Many Alaskan tribes depend on caribou meat for thousands of years. The earliest of them would be the Dene tribe. Archeologists theorized the Dene would even follow the caribou wherever they would go. Caribou was a substantial source of survival in the earlier days because of their hide, antlers, and meat. The Netsilik Inuit and the Copper Inuit also depended on the consumption of caribou meat.

Reindeer meat is quite healthy.

The benefits of reindeer meat are both economical and healthy for people. Reindeer meat has the same nutrition status as fish because of its low-fat content and high vitamin properties. It’s also very lean and the fatty acids are beneficial. In terms of economic trading, fish tends to spoil faster, making reindeer meat easier to transfer to less urban areas and locations that are distant from modern cities.

Raw reindeer meat
Image from Adobe Stock

Northern Norwegians love reindeer meat.

The Sami people of Norway enjoy a diet of reindeer meat almost every day. Their traditional recipes include bidos (reindeer stew), gurpi (cured reindeer meat), and renskav (fried reindeer with mushrooms.) The average Norwegian would only consume about three hundred grams of reindeer meat a year because of the lack of import and export trade.

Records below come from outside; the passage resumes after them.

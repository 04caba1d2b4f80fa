//! Sequential cross-department coordination.
//!
//! A parent walks its department queue one department at a time. Each step
//! hands the parent's work to that department's lead as a child task and
//! waits for the child's exit before advancing. The queue is persisted on the
//! parent; the position in it never is. It is always re-derived from which
//! departments already have a finished child, so a restart resumes at the
//! first department still owed work.

use uuid::Uuid;

use super::Orchestrator;
use crate::domain::errors::DomainResult;
use crate::domain::models::{
    AfterCoordination, CoordinationState, Task, TaskMetadata, TaskStatus,
};
use crate::services::notices::Notice;
use crate::services::registry::CoordinationHook;

impl Orchestrator {
    /// Persist a department queue on `parent_id` and run its first step.
    pub async fn start_coordination(
        &self,
        parent_id: Uuid,
        department_queue: Vec<String>,
        after: AfterCoordination,
    ) -> DomainResult<()> {
        let mut parent = self.load_task(parent_id).await?;
        parent.coordination = Some(CoordinationState::new(department_queue.clone(), after));
        if after == AfterCoordination::RunParent {
            Self::transition(&mut parent, TaskStatus::Collaborating)?;
        }
        self.save_task(&parent).await?;
        self.log_system(
            parent.id,
            &format!("Coordinating with: {}", department_queue.join(", ")),
        )
        .await;
        tracing::info!(parent_id = %parent.id, queue = ?department_queue, "coordination started");

        self.coordination_step(parent.id, 0, false).await
    }

    /// Advance a coordination from `from_index`.
    ///
    /// With `rerun_stalled`, a child that failed or was paused is started again;
    /// otherwise the coordination stays halted on it.
    pub(super) async fn coordination_step(
        &self,
        parent_id: Uuid,
        from_index: usize,
        rerun_stalled: bool,
    ) -> DomainResult<()> {
        let mut index = from_index;
        loop {
            let parent = self.load_task(parent_id).await?;
            let Some(state) = parent.coordination.clone() else {
                return Ok(());
            };
            if parent.is_terminal() {
                return Ok(());
            }
            if let Some(mode) = self.stop_requested(&parent).await {
                tracing::info!(parent_id = %parent_id, mode = mode.as_str(), "coordination held by stop request");
                return Ok(());
            }
            let Some(department_id) = state.department_queue.get(index).cloned() else {
                return self.finish_coordination(parent, state.after).await;
            };

            let children: Vec<Task> = self
                .tasks
                .children_of(parent.id)
                .await?
                .into_iter()
                .filter(|c| {
                    c.department_id.as_deref() == Some(department_id.as_str())
                        && c.metadata.checklist.is_empty()
                })
                .collect();

            if children
                .iter()
                .any(|c| matches!(c.status, TaskStatus::Done | TaskStatus::Review))
            {
                index += 1;
                continue;
            }

            if let Some(child) = children.iter().find(|c| c.status != TaskStatus::Cancelled) {
                self.registry
                    .set_hook(child.id, CoordinationHook { parent_id, index })
                    .await;
                if child.status == TaskStatus::InProgress {
                    tracing::debug!(child_id = %child.id, "coordination waiting on running child");
                    return Ok(());
                }
                if !rerun_stalled {
                    tracing::info!(child_id = %child.id, status = %child.status, "coordination halted");
                    return Ok(());
                }
                let agent_id = self.executor_for(child).await?;
                if let Err(e) = self.run_task(child.id, agent_id).await {
                    self.defer_refused(child.id, e).await?;
                }
                return Ok(());
            }

            let department_name = self.department_name(&department_id).await;
            let Some(lead) = self.directory.leader_of(&department_id).await? else {
                tracing::warn!(parent_id = %parent_id, department = %department_id, "no lead; department skipped");
                self.log_system(parent_id, &format!("Skipped {department_id}: no team leader"))
                    .await;
                self.notify_task(
                    &parent,
                    Notice::DepartmentSkipped {
                        department: &department_name,
                    },
                )
                .await;
                index += 1;
                continue;
            };

            Self::pace(self.settings.orchestrator.ack_delay_ms).await;
            self.notify_task(
                &parent,
                Notice::CrossDepartmentAck {
                    department: &department_name,
                    title: &parent.title,
                },
            )
            .await;

            let executor = self.directory.pick_executor(&lead).await?;
            let mut child = Task::with_title(
                format!("[{department_name}] {}", parent.title),
                parent.description.clone(),
            )
            .with_department(department_id.clone())
            .with_source(parent.id)
            .with_metadata(TaskMetadata {
                project: parent.metadata.project.clone(),
                round_goal: parent.metadata.round_goal.clone(),
                requested_by: parent.metadata.requested_by.clone(),
                checklist: Vec::new(),
                skip_planned_meeting: true,
                locale: parent.metadata.locale,
            });
            child.project_id = parent.project_id.clone();
            child.project_path = parent.project_path.clone();
            child.assigned_agent_id = Some(executor.id);

            self.tasks.create(&child).await?;
            self.audit_creation(&child, "cross_department", Some(department_id.clone()), Some(lead.id))
                .await;
            self.emit_task(&child);
            tracing::info!(
                parent_id = %parent_id,
                child_id = %child.id,
                department = %department_id,
                index,
                "cross-department child created"
            );

            self.registry
                .set_hook(child.id, CoordinationHook { parent_id, index })
                .await;
            if let Err(e) = self.run_task(child.id, executor.id).await {
                self.defer_refused(child.id, e).await?;
            }
            return Ok(());
        }
    }

    /// Every department reported back: clear the queue and run the follow-up.
    async fn finish_coordination(
        &self,
        mut parent: Task,
        after: AfterCoordination,
    ) -> DomainResult<()> {
        parent.coordination = None;
        self.save_task(&parent).await?;
        self.log_system(parent.id, "Coordination complete").await;
        tracing::info!(parent_id = %parent.id, after = ?after, "coordination complete");

        match after {
            AfterCoordination::RunParent => {
                let agent_id = self.executor_for(&parent).await?;
                if let Err(e) = self.run_task(parent.id, agent_id).await {
                    self.defer_refused(parent.id, e).await?;
                }
                Ok(())
            }
            AfterCoordination::FinalizeReview => self.finalize_review(parent.id).await,
        }
    }

    /// Resume every persisted coordination. Returns how many were resumed.
    pub async fn resume_coordinations(&self) -> DomainResult<usize> {
        let mut resumed = 0;
        for parent in self.tasks.list_coordinating().await? {
            if parent.is_terminal() {
                continue;
            }
            if let Err(e) = self.coordination_step(parent.id, 0, false).await {
                tracing::warn!(parent_id = %parent.id, error = %e, "failed to resume coordination");
                continue;
            }
            resumed += 1;
        }
        Ok(resumed)
    }
}
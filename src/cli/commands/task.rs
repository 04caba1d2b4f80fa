//! Task CLI commands.

use anyhow::{Context, Result};
use clap::{Args, Subcommand};
use comfy_table::Cell;
use std::sync::Arc;
use uuid::Uuid;

use super::{build_orchestrator, drain_live_runs, open_pool};
use crate::adapters::sinks::ConsoleNotifier;
use crate::adapters::sqlite::{
    SqliteSubtaskRepository, SqliteTaskLogRepository, SqliteTaskRepository,
};
use crate::cli::display::{list_table, output, render_list, short_id, truncate, CommandOutput};
use crate::domain::models::{Config, Subtask, Task, TaskLog, TaskStatus};
use crate::domain::ports::{SubtaskRepository, TaskFilter, TaskLogRepository, TaskRepository};
use crate::services::StopMode;

#[derive(Args, Debug)]
pub struct TaskArgs {
    #[command(subcommand)]
    pub command: TaskCommands,
}

#[derive(Subcommand, Debug)]
pub enum TaskCommands {
    /// List tasks
    List {
        /// Filter by status (inbox, planned, collaborating, in_progress, pending, review, done, cancelled)
        #[arg(short, long)]
        status: Option<String>,
        /// Filter by department id
        #[arg(short, long)]
        department: Option<String>,
        /// Maximum number of tasks to display
        #[arg(short, long, default_value = "50")]
        limit: i64,
    },
    /// Show a task with its subtasks and recent log lines
    Show {
        /// Task ID
        task_id: Uuid,
        /// Number of log lines to show
        #[arg(long, default_value = "20")]
        logs: i64,
    },
    /// Pause a task; its worker is stopped and the task waits in pending
    Pause { task_id: Uuid },
    /// Cancel a task and everything it delegated
    Cancel { task_id: Uuid },
    /// Resume a paused or failed task
    Resume { task_id: Uuid },
}

#[derive(Debug, serde::Serialize)]
pub struct TaskListOutput {
    pub tasks: Vec<Task>,
    pub total: usize,
}

impl CommandOutput for TaskListOutput {
    fn to_human(&self) -> String {
        let mut table = list_table(&["id", "status", "dept", "title", "source", "updated"]);
        for task in &self.tasks {
            let id = task.id.to_string();
            let source = task
                .source_task_id
                .map(|s| short_id(&s.to_string()).to_string())
                .unwrap_or_else(|| "-".to_string());
            table.add_row(vec![
                Cell::new(short_id(&id)),
                Cell::new(task.status.as_str()),
                Cell::new(task.department_id.as_deref().unwrap_or("-")),
                Cell::new(truncate(&task.title, 48)),
                Cell::new(source),
                Cell::new(task.updated_at.format("%Y-%m-%d %H:%M:%S").to_string()),
            ]);
        }
        render_list("task", &table, self.total)
    }
}

#[derive(Debug, serde::Serialize)]
pub struct TaskDetailOutput {
    pub task: Task,
    pub subtasks: Vec<Subtask>,
    pub logs: Vec<TaskLog>,
}

impl CommandOutput for TaskDetailOutput {
    fn to_human(&self) -> String {
        let task = &self.task;
        let mut lines = vec![
            format!("Task: {}", task.title),
            format!("ID: {}", task.id),
            format!("Status: {}", task.status),
            format!("Department: {}", task.department_id.as_deref().unwrap_or("-")),
        ];
        if let Some(agent) = task.assigned_agent_id {
            lines.push(format!("Assigned: {agent}"));
        }
        if let Some(source) = task.source_task_id {
            lines.push(format!("Source task: {source}"));
        }
        if let Some(project) = &task.metadata.project {
            lines.push(format!("Project: {project}"));
        }
        if let Some(coordination) = &task.coordination {
            lines.push(format!(
                "Coordinating: {}",
                coordination.department_queue.join(" -> ")
            ));
        }
        lines.push(format!(
            "Created: {}",
            task.created_at.format("%Y-%m-%d %H:%M:%S UTC")
        ));
        if let Some(completed) = task.completed_at {
            lines.push(format!(
                "Completed: {}",
                completed.format("%Y-%m-%d %H:%M:%S UTC")
            ));
        }
        lines.push(format!("\n{}", task.description));

        if !task.metadata.checklist.is_empty() {
            lines.push(format!("\nChecklist ({}):", task.metadata.checklist.len()));
            for (i, item) in task.metadata.checklist.iter().enumerate() {
                lines.push(format!("  {}. {}", i + 1, item.title));
            }
        }

        if !self.subtasks.is_empty() {
            let mut table = list_table(&["id", "status", "target", "title", "delegated"]);
            for subtask in &self.subtasks {
                let id = subtask.id.to_string();
                let delegated = subtask
                    .delegated_task_id
                    .map(|d| short_id(&d.to_string()).to_string())
                    .unwrap_or_else(|| "-".to_string());
                let title = match &subtask.blocked_reason {
                    Some(reason) => format!("{} ({reason})", truncate(&subtask.title, 40)),
                    None => truncate(&subtask.title, 48),
                };
                table.add_row(vec![
                    Cell::new(short_id(&id)),
                    Cell::new(subtask.status.to_string()),
                    Cell::new(subtask.target_department_id.as_deref().unwrap_or("-")),
                    Cell::new(title),
                    Cell::new(delegated),
                ]);
            }
            lines.push(format!("\n{}", render_list("subtask", &table, self.subtasks.len())));
        }

        if !self.logs.is_empty() {
            lines.push("\nRecent log:".to_string());
            for log in &self.logs {
                lines.push(format!(
                    "  {} [{}] {}",
                    log.created_at.format("%H:%M:%S"),
                    log.kind.as_str(),
                    truncate(&log.message, 120)
                ));
            }
        }

        lines.join("\n")
    }
}

#[derive(Debug, serde::Serialize)]
pub struct TaskActionOutput {
    pub action: &'static str,
    pub task_id: Uuid,
    pub status: TaskStatus,
}

impl CommandOutput for TaskActionOutput {
    fn to_human(&self) -> String {
        format!(
            "{} {}: now {}",
            self.action,
            short_id(&self.task_id.to_string()),
            self.status
        )
    }
}

pub async fn execute(args: TaskArgs, config: &Config, json_mode: bool) -> Result<()> {
    let pool = open_pool(config).await?;

    match args.command {
        TaskCommands::List {
            status,
            department,
            limit,
        } => {
            let status = status
                .map(|s| {
                    TaskStatus::from_str(&s).ok_or_else(|| anyhow::anyhow!("Invalid status: {s}"))
                })
                .transpose()?;
            let tasks = SqliteTaskRepository::new(pool)
                .list(TaskFilter {
                    status,
                    department_id: department,
                    limit: Some(limit),
                    ..Default::default()
                })
                .await
                .context("Failed to list tasks")?;
            let total = tasks.len();
            output(&TaskListOutput { tasks, total }, json_mode);
        }
        TaskCommands::Show { task_id, logs } => {
            let task = SqliteTaskRepository::new(pool.clone())
                .get(task_id)
                .await
                .context("Failed to load task")?
                .ok_or_else(|| {
                    anyhow::anyhow!(
                        "Task {task_id} not found. Use 'taskforce task list' to see available tasks."
                    )
                })?;
            let subtasks = SqliteSubtaskRepository::new(pool.clone())
                .list_for_task(task_id)
                .await
                .context("Failed to load subtasks")?;
            let logs = SqliteTaskLogRepository::new(pool)
                .recent(task_id, logs)
                .await
                .context("Failed to load task logs")?;
            output(&TaskDetailOutput { task, subtasks, logs }, json_mode);
        }
        TaskCommands::Pause { task_id } => {
            control(config, pool, task_id, Some(StopMode::Pause), json_mode).await?;
        }
        TaskCommands::Cancel { task_id } => {
            control(config, pool, task_id, Some(StopMode::Cancel), json_mode).await?;
        }
        TaskCommands::Resume { task_id } => {
            control(config, pool, task_id, None, json_mode).await?;
        }
    }

    Ok(())
}

async fn control(
    config: &Config,
    pool: sqlx::SqlitePool,
    task_id: Uuid,
    stop: Option<StopMode>,
    json_mode: bool,
) -> Result<()> {
    let orchestrator = build_orchestrator(config, pool, Arc::new(ConsoleNotifier::new(json_mode)));
    let (action, task) = match stop {
        Some(mode) => {
            let task = orchestrator
                .request_stop(task_id, mode)
                .await
                .with_context(|| format!("Failed to {} task {task_id}", mode.as_str()))?;
            (
                if mode == StopMode::Pause {
                    "Paused"
                } else {
                    "Cancelled"
                },
                task,
            )
        }
        None => {
            let task = orchestrator
                .resume(task_id)
                .await
                .with_context(|| format!("Failed to resume task {task_id}"))?;
            drain_live_runs(&orchestrator).await;
            ("Resumed", task)
        }
    };

    output(
        &TaskActionOutput {
            action,
            task_id,
            status: task.status,
        },
        json_mode,
    );
    Ok(())
}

We hope you enjoyed learning about the differences between the caribou vs reindeer. Unfortunately, because of climate change, both the caribou and the reindeer have become endangered. The change of weather, because of our constant pollution, threatens the lives of reindeer, caribou, and other animals. Should there be no action to prevent climate change, the peaceful life of both the caribou and reindeer will cease to exist. Hopefully, time will heal the environment they all live in.